On 14/10/2016 17:09, "Andy Seaborne" <[email protected]> wrote:
I don't understand what capabilities are enabled by transaction
granularity if there are multiple transactions in a single patch.
Concrete examples of where it helps?
However, I've normally been working with one transaction per patch anyway.
Allowing multiple transaction per patch is for making a collect of
(semantically) related changes into a unit, by consolidating small
patches "today's changes " (c.f. git squash).
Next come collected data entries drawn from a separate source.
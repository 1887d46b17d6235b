pub mod catalog;
pub mod runner;
pub mod template;
pub mod templates;
pub mod types;

pub use catalog::{is_auto_sentinel, prompt_for, AUTO_GENERATE_SENTINELS};
pub use runner::{SnippetError, SnippetErrorKind, SnippetRunner};
pub use types::{ParamPrompt, ResultBinding, Snippet};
Leaving the transaction boundaries in gives internal checkpoints, not
just one big transaction. It also makes the consolidate patch
decomposable (unlike squash).
Internal checkpoints are useful not just for keeping the transaction
manageable but also to be able to restart a very large update in case it
failed part way through for system reasons (server power cut, user
reboots laptop by accident, ...) Imagine keeping a DBpedia copy up to date.
I think the thought is that a producer of A patch can decide whether each
transaction being recorded should be reversible or not. For example if you are
a very large dataset to an already large database you probably don’t want to
slow down the import process by having to check whether every triple/quad is
already in the database as you import it. Therefore you might choose to output
a non-reversible transaction for performance reasons.
On the other hand if you’re accepting a small change to the data then that cost
is probably acceptable and you would output a reversible transaction.
I am not arguing that you shouldn’t have transaction boundaries, in fact I
think they are essential, but simply that you may want to be to annotate the
properties of a transaction Beyond just stating the boundaries.